(Records from a data source)

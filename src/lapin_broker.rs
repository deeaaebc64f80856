// Copyright (c) 2025, The Ruskit Authors
// MIT License
// All rights reserved.

//! # lapin Broker
//!
//! Production implementation of the broker primitives on top of `lapin`.
//! Every client error is mapped to the `AmqpError` variant of the operation
//! that raised it.

use crate::{
    broker::{Broker, BrokerChannel, BrokerConnection, DeliveryStream, Message},
    config::ConnectionConfig,
    errors::AmqpError,
    exchange::ExchangeDefinition,
    queue::QueueDefinition,
};
use async_trait::async_trait;
use futures_util::StreamExt;
use lapin::{
    options::{
        BasicConsumeOptions, BasicPublishOptions, ExchangeDeclareOptions, QueueBindOptions,
        QueueDeclareOptions,
    },
    protocol::{AMQPErrorKind, AMQPSoftError},
    types::{FieldTable, LongString},
    Channel, Connection, ConnectionProperties,
};
use tracing::debug;

/// Reply code sent with a regular close.
const REPLY_SUCCESS: u16 = 200;

/// Maps a declare or bind failure. Only a channel-level refusal from the
/// broker is a conflict on `object`; transport and state failures mean the
/// broker is out of reach.
fn declare_error(object: String, err: lapin::Error) -> AmqpError {
    match &err {
        lapin::Error::ProtocolError(amqp)
            if matches!(
                amqp.kind(),
                AMQPErrorKind::Soft(
                    AMQPSoftError::PRECONDITIONFAILED
                        | AMQPSoftError::NOTFOUND
                        | AMQPSoftError::ACCESSREFUSED
                        | AMQPSoftError::RESOURCELOCKED
                )
            ) =>
        {
            AmqpError::conflict(object, &err)
        }
        _ => AmqpError::BrokerUnavailable(format!("{object}: {err}")),
    }
}

/// Connects through `lapin`, naming every connection after the service.
#[derive(Debug, Clone)]
pub struct LapinBroker {
    connection_name: String,
}

impl LapinBroker {
    /// Broker whose connections announce `connection_name` to the server.
    pub fn new(connection_name: &str) -> Self {
        LapinBroker {
            connection_name: connection_name.to_owned(),
        }
    }
}

impl Default for LapinBroker {
    fn default() -> Self {
        LapinBroker::new(env!("CARGO_PKG_NAME"))
    }
}

#[async_trait]
impl Broker for LapinBroker {
    async fn connect(
        &self,
        config: &ConnectionConfig,
    ) -> Result<Box<dyn BrokerConnection>, AmqpError> {
        let options = ConnectionProperties::default()
            .with_connection_name(LongString::from(self.connection_name.clone()));

        match Connection::connect_uri(config.amqp_uri(), options).await {
            Ok(inner) => Ok(Box::new(LapinConnection { inner })),
            Err(err) => Err(AmqpError::BrokerUnavailable(err.to_string())),
        }
    }
}

/// Open `lapin` connection.
pub struct LapinConnection {
    inner: Connection,
}

#[async_trait]
impl BrokerConnection for LapinConnection {
    fn is_connected(&self) -> bool {
        self.inner.status().connected()
    }

    async fn create_channel(&self) -> Result<Box<dyn BrokerChannel>, AmqpError> {
        match self.inner.create_channel().await {
            Ok(inner) => Ok(Box::new(LapinChannel { inner })),
            Err(err) => Err(AmqpError::ChannelOpenFailed(err.to_string())),
        }
    }

    async fn close(&self) -> Result<(), AmqpError> {
        self.inner
            .close(REPLY_SUCCESS, "closing connection")
            .await
            .map_err(|err| AmqpError::CloseFailed(err.to_string()))
    }
}

/// Open `lapin` channel.
pub struct LapinChannel {
    inner: Channel,
}

#[async_trait]
impl BrokerChannel for LapinChannel {
    fn is_open(&self) -> bool {
        self.inner.status().connected()
    }

    async fn exchange_declare(&self, def: &ExchangeDefinition) -> Result<(), AmqpError> {
        self.inner
            .exchange_declare(
                &def.name,
                def.kind.into(),
                ExchangeDeclareOptions {
                    passive: def.passive,
                    durable: def.durable,
                    auto_delete: def.delete,
                    internal: def.internal,
                    nowait: def.no_wait,
                },
                FieldTable::from(def.arguments.clone()),
            )
            .await
            .map_err(|err| declare_error(format!("exchange `{}`", def.name), err))
    }

    async fn queue_declare(&self, def: &QueueDefinition) -> Result<(), AmqpError> {
        let queue = self
            .inner
            .queue_declare(
                &def.name,
                QueueDeclareOptions {
                    passive: def.passive,
                    durable: def.durable,
                    exclusive: def.exclusive,
                    auto_delete: def.delete,
                    nowait: def.no_wait,
                },
                FieldTable::from(def.arguments.clone()),
            )
            .await
            .map_err(|err| declare_error(format!("queue `{}`", def.name), err))?;

        debug!(
            queue = %def.name,
            messages = queue.message_count(),
            consumers = queue.consumer_count(),
            "queue declared"
        );
        Ok(())
    }

    async fn queue_bind(
        &self,
        queue: &str,
        exchange: &str,
        routing_key: &str,
    ) -> Result<(), AmqpError> {
        self.inner
            .queue_bind(
                queue,
                exchange,
                routing_key,
                QueueBindOptions { nowait: false },
                FieldTable::default(),
            )
            .await
            .map_err(|err| {
                declare_error(
                    format!("binding of queue `{queue}` to exchange `{exchange}`"),
                    err,
                )
            })
    }

    async fn basic_publish(
        &self,
        exchange: &str,
        routing_key: &str,
        message: &Message,
    ) -> Result<(), AmqpError> {
        // The returned confirm is dropped: the channel is not in confirm mode.
        self.inner
            .basic_publish(
                exchange,
                routing_key,
                BasicPublishOptions {
                    immediate: false,
                    mandatory: false,
                },
                &message.body,
                message.properties.clone(),
            )
            .await
            .map(|_| ())
            .map_err(|err| AmqpError::PublishFailed(err.to_string()))
    }

    async fn basic_consume(
        &self,
        queue: &str,
        consumer_tag: &str,
        auto_ack: bool,
    ) -> Result<DeliveryStream, AmqpError> {
        let consumer = self
            .inner
            .basic_consume(
                queue,
                consumer_tag,
                BasicConsumeOptions {
                    no_local: false,
                    no_ack: auto_ack,
                    exclusive: false,
                    nowait: false,
                },
                FieldTable::default(),
            )
            .await
            .map_err(|err| AmqpError::ConsumerError(err.to_string()))?;

        debug!(queue, tag = ?consumer.tag(), "consumer registered");

        Ok(consumer
            .map(|delivery| {
                delivery
                    .map(Message::from)
                    .map_err(|err| AmqpError::ConsumerError(err.to_string()))
            })
            .boxed())
    }

    async fn close(&self) -> Result<(), AmqpError> {
        self.inner
            .close(REPLY_SUCCESS, "closing channel")
            .await
            .map_err(|err| AmqpError::CloseFailed(err.to_string()))
    }
}
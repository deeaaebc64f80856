// Copyright (c) 2025, The Ruskit Authors
// MIT License
// All rights reserved.

//! # Topology Setup Command
//!
//! Installs a configured topology once and reports the outcome as an exit
//! status. Production environments are skipped unless the run is forced.

use crate::{
    errors::AmqpError,
    service::AmqpService,
    topology::{SetupReport, TopologySpec},
};
use tracing::{error, info, warn};

pub const PRODUCTION_ENVIRONMENT: &str = "production";

/// Outcome of one setup run.
#[derive(Debug, Clone, Copy, PartialEq, Eq)]
pub enum SetupStatus {
    /// Production guard engaged; the broker was not contacted.
    Skipped,
    Completed(SetupReport),
    Failed,
}

impl SetupStatus {
    /// Process exit status: 0 unless the setup failed.
    pub fn exit_code(&self) -> u8 {
        match self {
            SetupStatus::Skipped | SetupStatus::Completed(_) => 0,
            SetupStatus::Failed => 1,
        }
    }
}

/// One-shot topology installation guarded by environment.
#[derive(Debug, Clone)]
pub struct SetupCommand {
    environment: String,
    force: bool,
}

impl SetupCommand {
    /// `force` lifts the production guard.
    pub fn new(environment: &str, force: bool) -> Self {
        SetupCommand {
            environment: environment.to_owned(),
            force,
        }
    }

    fn is_guarded(&self) -> bool {
        self.environment.eq_ignore_ascii_case(PRODUCTION_ENVIRONMENT) && !self.force
    }

    /// Runs the setup against `service` and closes it afterwards.
    ///
    /// Failures are logged and folded into [`SetupStatus::Failed`]; nothing
    /// is retried.
    pub async fn execute(&self, service: &mut AmqpService, topology: &TopologySpec) -> SetupStatus {
        if self.is_guarded() {
            warn!(
                environment = %self.environment,
                "refusing to set up amqp topology in production without --force"
            );
            return SetupStatus::Skipped;
        }

        info!(
            exchanges = topology.exchanges().len(),
            queues = topology.queues().len(),
            host = %service.config().host,
            "creating amqp topology"
        );

        let status = match service.topology().setup_from_config(topology).await {
            Ok(report) => {
                info!(
                    exchanges = report.exchanges,
                    queues = report.queues,
                    bindings = report.bindings,
                    "amqp setup completed"
                );
                SetupStatus::Completed(report)
            }
            Err(err) => {
                let object = match &err {
                    AmqpError::TopologyConflict { object, .. } => object.as_str(),
                    _ => "broker",
                };
                error!(
                    error = %err,
                    object,
                    exchanges_count = topology.exchanges().len(),
                    queues_count = topology.queues().len(),
                    "amqp setup failed"
                );
                SetupStatus::Failed
            }
        };

        if let Err(err) = service.close().await {
            warn!(error = %err, "failure to close the amqp service after setup");
        }

        status
    }
}
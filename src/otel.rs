// Copyright (c) 2025, The Ruskit Authors
// MIT License
// All rights reserved.

//! # OpenTelemetry Integration
//!
//! Spans for messages flowing through the publisher and the consumer. Trace
//! context is only read from incoming headers; outgoing messages are never
//! modified.

use lapin::{
    types::{AMQPValue, ShortString},
    BasicProperties,
};
use opentelemetry::{
    global::{self, BoxedSpan, BoxedTracer},
    propagation::Extractor,
    trace::{SpanKind, Tracer},
    Context,
};
use std::{borrow::Cow, collections::BTreeMap};
use tracing::error;

pub(crate) const TRACER_NAME: &str = "amqp-service";

/// Reads trace context out of message headers.
pub(crate) struct HeaderExtractor<'a> {
    headers: &'a BTreeMap<ShortString, AMQPValue>,
}

impl<'a> HeaderExtractor<'a> {
    pub(crate) fn new(headers: &'a BTreeMap<ShortString, AMQPValue>) -> Self {
        Self { headers }
    }
}

impl Extractor for HeaderExtractor<'_> {
    fn get(&self, key: &str) -> Option<&str> {
        self.headers.get(key).and_then(|header_value| match header_value {
            AMQPValue::LongString(value) => std::str::from_utf8(value.as_bytes())
                .map_err(|e| error!("Error decoding header value {:?}", e))
                .ok(),
            AMQPValue::ShortString(value) => Some(value.as_str()),
            _ => None,
        })
    }

    fn keys(&self) -> Vec<&str> {
        self.headers.keys().map(|header| header.as_str()).collect()
    }
}

pub(crate) fn tracer() -> BoxedTracer {
    global::tracer(TRACER_NAME)
}

/// Starts a consumer span whose parent is the context carried by `props`.
pub(crate) fn consumer_span(
    props: &BasicProperties,
    tracer: &BoxedTracer,
    name: &str,
) -> (Context, BoxedSpan) {
    let empty = BTreeMap::new();
    let headers = props
        .headers()
        .as_ref()
        .map(|table| table.inner())
        .unwrap_or(&empty);

    let ctx = global::get_text_map_propagator(|propagator| {
        propagator.extract(&HeaderExtractor::new(headers))
    });

    let span = tracer
        .span_builder(Cow::from(name.to_owned()))
        .with_kind(SpanKind::Consumer)
        .start_with_context(tracer, &ctx);

    (ctx, span)
}

/// Starts a producer span for a publish to `exchange`.
pub(crate) fn producer_span(tracer: &BoxedTracer, exchange: &str) -> BoxedSpan {
    tracer
        .span_builder(Cow::from(format!("{exchange} publish")))
        .with_kind(SpanKind::Producer)
        .start(tracer)
}
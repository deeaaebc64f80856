// Copyright (c) 2025, The Ruskit Authors
// MIT License
// All rights reserved.

//! # Broker Primitives
//!
//! The broker client is an external collaborator. This module names the
//! primitives the crate relies on (open a connection, open a channel,
//! declare, bind, publish, consume, close) as async traits so that the
//! lifecycle and topology logic can run against any implementation.
//! `crate::lapin_broker` provides the production one.

use crate::{
    config::ConnectionConfig,
    errors::AmqpError,
    exchange::ExchangeDefinition,
    handle::Liveness,
    queue::QueueDefinition,
};
use async_trait::async_trait;
use futures_util::stream::BoxStream;
use lapin::BasicProperties;

/// A message as it travels through the crate: an opaque body plus the
/// broker properties (headers, content type, delivery mode...), both passed
/// through unmodified.
#[derive(Debug, Clone, Default, PartialEq)]
pub struct Message {
    pub body: Vec<u8>,
    pub properties: BasicProperties,
}

impl Message {
    pub fn new(body: impl Into<Vec<u8>>) -> Self {
        Message {
            body: body.into(),
            properties: BasicProperties::default(),
        }
    }

    pub fn with_properties(mut self, properties: BasicProperties) -> Self {
        self.properties = properties;
        self
    }
}

impl From<lapin::message::Delivery> for Message {
    fn from(delivery: lapin::message::Delivery) -> Self {
        Message {
            body: delivery.data,
            properties: delivery.properties,
        }
    }
}

/// Deliveries of a running consumer. The stream ends once the broker stops
/// delivering, i.e. the consumer was cancelled or the channel closed.
pub type DeliveryStream = BoxStream<'static, Result<Message, AmqpError>>;

/// Opens connections to a broker.
#[cfg_attr(test, mockall::automock)]
#[async_trait]
pub trait Broker: Send + Sync {
    /// Performs the connection handshake. Fails with `BrokerUnavailable`.
    async fn connect(
        &self,
        config: &ConnectionConfig,
    ) -> Result<Box<dyn BrokerConnection>, AmqpError>;
}

/// One physical broker connection.
#[cfg_attr(test, mockall::automock)]
#[async_trait]
pub trait BrokerConnection: Send + Sync {
    fn is_connected(&self) -> bool;

    /// Opens a channel on this connection. Fails with `ChannelOpenFailed`.
    async fn create_channel(&self) -> Result<Box<dyn BrokerChannel>, AmqpError>;

    async fn close(&self) -> Result<(), AmqpError>;
}

/// A logical session multiplexed over a connection.
#[cfg_attr(test, mockall::automock)]
#[async_trait]
pub trait BrokerChannel: Send + Sync {
    fn is_open(&self) -> bool;

    async fn exchange_declare(&self, def: &ExchangeDefinition) -> Result<(), AmqpError>;

    async fn queue_declare(&self, def: &QueueDefinition) -> Result<(), AmqpError>;

    async fn queue_bind(
        &self,
        queue: &str,
        exchange: &str,
        routing_key: &str,
    ) -> Result<(), AmqpError>;

    /// Writes one message; no publisher confirm is awaited.
    async fn basic_publish(
        &self,
        exchange: &str,
        routing_key: &str,
        message: &Message,
    ) -> Result<(), AmqpError>;

    /// Registers a consumer. An empty `consumer_tag` lets the broker pick one.
    async fn basic_consume(
        &self,
        queue: &str,
        consumer_tag: &str,
        auto_ack: bool,
    ) -> Result<DeliveryStream, AmqpError>;

    async fn close(&self) -> Result<(), AmqpError>;
}

impl Liveness for Box<dyn BrokerConnection> {
    fn is_live(&self) -> bool {
        self.is_connected()
    }
}

impl Liveness for Box<dyn BrokerChannel> {
    fn is_live(&self) -> bool {
        self.is_open()
    }
}
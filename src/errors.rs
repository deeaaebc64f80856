// Copyright (c) 2025, The Ruskit Authors
// MIT License
// All rights reserved.

//! # Error Types
//!
//! This module provides the error type shared by every layer of the crate.
//! The `AmqpError` enum covers connection and channel lifecycle failures,
//! topology declarations, publishing, consuming and configuration loading.

use thiserror::Error;

/// Represents errors that can occur during AMQP operations.
///
/// Broker failures are never retried or swallowed inside the crate: each
/// variant is surfaced to the immediate caller with the broker's reason.
#[derive(Error, Debug, Clone, PartialEq, Eq)]
pub enum AmqpError {
    /// Internal errors that don't fit into other categories
    #[error("internal error")]
    InternalError,

    /// The broker could not be reached or refused the connection handshake
    #[error("broker unavailable: {0}")]
    BrokerUnavailable(String),

    /// A channel could not be opened on an established connection
    #[error("failure to open a channel: {0}")]
    ChannelOpenFailed(String),

    /// A declaration or binding was refused by the broker
    #[error("topology conflict on {object}: {reason}")]
    TopologyConflict { object: String, reason: String },

    /// The broker rejected a publish write
    #[error("failure to publish: {0}")]
    PublishFailed(String),

    /// The consumer could not be registered or the delivery stream failed
    #[error("failure to consume: {0}")]
    ConsumerError(String),

    /// A message handler reported a failure
    #[error("handler failure: {0}")]
    HandlerError(String),

    /// Closing a live channel or connection failed
    #[error("failure to close: {0}")]
    CloseFailed(String),

    /// Configuration could not be read or parsed
    #[error("invalid configuration: {0}")]
    ConfigError(String),

    /// An exchange type name that the broker does not know
    #[error("unknown exchange kind `{0}`")]
    InvalidExchangeKind(String),
}

impl AmqpError {
    /// Builds a `TopologyConflict` for the given object description.
    pub fn conflict(object: impl Into<String>, reason: impl ToString) -> Self {
        AmqpError::TopologyConflict {
            object: object.into(),
            reason: reason.to_string(),
        }
    }
}
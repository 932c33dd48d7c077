// ABOUTME: Pre-resolved image manifest and the sources that supply it.
// ABOUTME: Ordered layer descriptors plus the resolved image digest, fetched once per pull.

use async_trait::async_trait;
use serde::{Deserialize, Serialize};
use std::path::{Path, PathBuf};
use std::sync::Arc;

use crate::auth::AuthResolver;
use crate::runtime::traits::RuntimeInfo;
use crate::types::{Digest, ImageRef, Platform};

/// One content descriptor from an image manifest.
#[derive(Debug, Clone, PartialEq, Eq, Serialize, Deserialize)]
pub struct LayerDescriptor {
    pub digest: Digest,

    #[serde(default)]
    pub size: u64,

    #[serde(
        default,
        rename = "mediaType",
        skip_serializing_if = "Option::is_none"
    )]
    pub media_type: Option<String>,
}

impl LayerDescriptor {
    pub fn new(digest: Digest, size: u64) -> Self {
        Self {
            digest,
            size,
            media_type: None,
        }
    }
}

/// The subset of an OCI image manifest the progress engine needs.
#[derive(Debug, Clone, Default, PartialEq, Eq, Serialize, Deserialize)]
pub struct Manifest {
    #[serde(
        default,
        rename = "mediaType",
        skip_serializing_if = "Option::is_none"
    )]
    pub media_type: Option<String>,

    #[serde(default, skip_serializing_if = "Option::is_none")]
    pub config: Option<LayerDescriptor>,

    /// Layers in manifest order.
    #[serde(default)]
    pub layers: Vec<LayerDescriptor>,
}

impl Manifest {
    pub fn new(layers: Vec<LayerDescriptor>) -> Self {
        Self {
            media_type: None,
            config: None,
            layers,
        }
    }

    pub fn from_json(json: &str) -> Result<Self, serde_json::Error> {
        serde_json::from_str(json)
    }

    /// Sum of all layer sizes.
    pub fn total_size(&self) -> u64 {
        self.layers.iter().map(|l| l.size).sum()
    }
}

/// A manifest together with the image identifier it resolves to.
#[derive(Debug, Clone, PartialEq, Eq)]
pub struct ResolvedManifest {
    pub manifest: Manifest,
    pub digest: Digest,
}

/// Errors from manifest sources.
#[derive(Debug, thiserror::Error)]
pub enum ManifestError {
    #[error("failed to read manifest {path}: {source}")]
    Read {
        path: PathBuf,
        source: std::io::Error,
    },

    #[error("invalid manifest: {0}")]
    Invalid(#[from] serde_json::Error),

    #[error("manifest has no config digest to identify the image")]
    MissingDigest,

    #[error("failed to resolve {reference}: {message}")]
    Resolve { reference: String, message: String },
}

/// Resolves a reference to its ordered layers and image digest before a pull starts.
#[async_trait]
pub trait ManifestSource: Send + Sync {
    async fn fetch(
        &self,
        reference: &ImageRef,
        platform: Option<&Platform>,
    ) -> Result<ResolvedManifest, ManifestError>;
}

/// A manifest known up front, returned for any reference.
#[derive(Debug, Clone)]
pub struct StaticManifest(pub ResolvedManifest);

#[async_trait]
impl ManifestSource for StaticManifest {
    async fn fetch(
        &self,
        _reference: &ImageRef,
        _platform: Option<&Platform>,
    ) -> Result<ResolvedManifest, ManifestError> {
        Ok(self.0.clone())
    }
}

/// OCI image manifest JSON on disk.
///
/// The image is identified by the manifest's config digest unless `digest` overrides it.
#[derive(Debug, Clone)]
pub struct FileManifestSource {
    path: PathBuf,
    digest: Option<Digest>,
}

impl FileManifestSource {
    pub fn new(path: impl Into<PathBuf>) -> Self {
        Self {
            path: path.into(),
            digest: None,
        }
    }

    pub fn with_digest(mut self, digest: Digest) -> Self {
        self.digest = Some(digest);
        self
    }

    pub fn path(&self) -> &Path {
        &self.path
    }

    /// Load synchronously; used by the async `fetch` and by offline replay.
    pub fn load(&self) -> Result<ResolvedManifest, ManifestError> {
        let content =
            std::fs::read_to_string(&self.path).map_err(|source| ManifestError::Read {
                path: self.path.clone(),
                source,
            })?;
        let manifest = Manifest::from_json(&content)?;
        let digest = self
            .digest
            .clone()
            .or_else(|| manifest.config.as_ref().map(|c| c.digest.clone()))
            .ok_or(ManifestError::MissingDigest)?;
        Ok(ResolvedManifest { manifest, digest })
    }
}

#[async_trait]
impl ManifestSource for FileManifestSource {
    async fn fetch(
        &self,
        _reference: &ImageRef,
        _platform: Option<&Platform>,
    ) -> Result<ResolvedManifest, ManifestError> {
        self.load()
    }
}

/// Resolves only the image digest, through the daemon's registry client.
///
/// The layer list stays empty, so snapshots keep tracking layers but cannot order
/// them and the end-of-stream fallback never applies.
pub struct DaemonManifestSource<R> {
    runtime: Arc<R>,
    auth: Arc<dyn AuthResolver>,
}

impl<R: RuntimeInfo> DaemonManifestSource<R> {
    pub fn new(runtime: Arc<R>, auth: Arc<dyn AuthResolver>) -> Self {
        Self { runtime, auth }
    }
}

#[async_trait]
impl<R: RuntimeInfo> ManifestSource for DaemonManifestSource<R> {
    async fn fetch(
        &self,
        reference: &ImageRef,
        _platform: Option<&Platform>,
    ) -> Result<ResolvedManifest, ManifestError> {
        let auth = self.auth.resolve(reference.domain());
        let digest = self
            .runtime
            .resolve_digest(reference, auth.as_ref())
            .await
            .map_err(|e| ManifestError::Resolve {
                reference: reference.to_string(),
                message: e.to_string(),
            })?;
        Ok(ResolvedManifest {
            manifest: Manifest::default(),
            digest,
        })
    }
}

What you are asked to do - Please find the lines in the data that contain the word "thiserror" and copy them.

Answer space -
use thiserror::Error;
#[derive(Debug, thiserror::Error)]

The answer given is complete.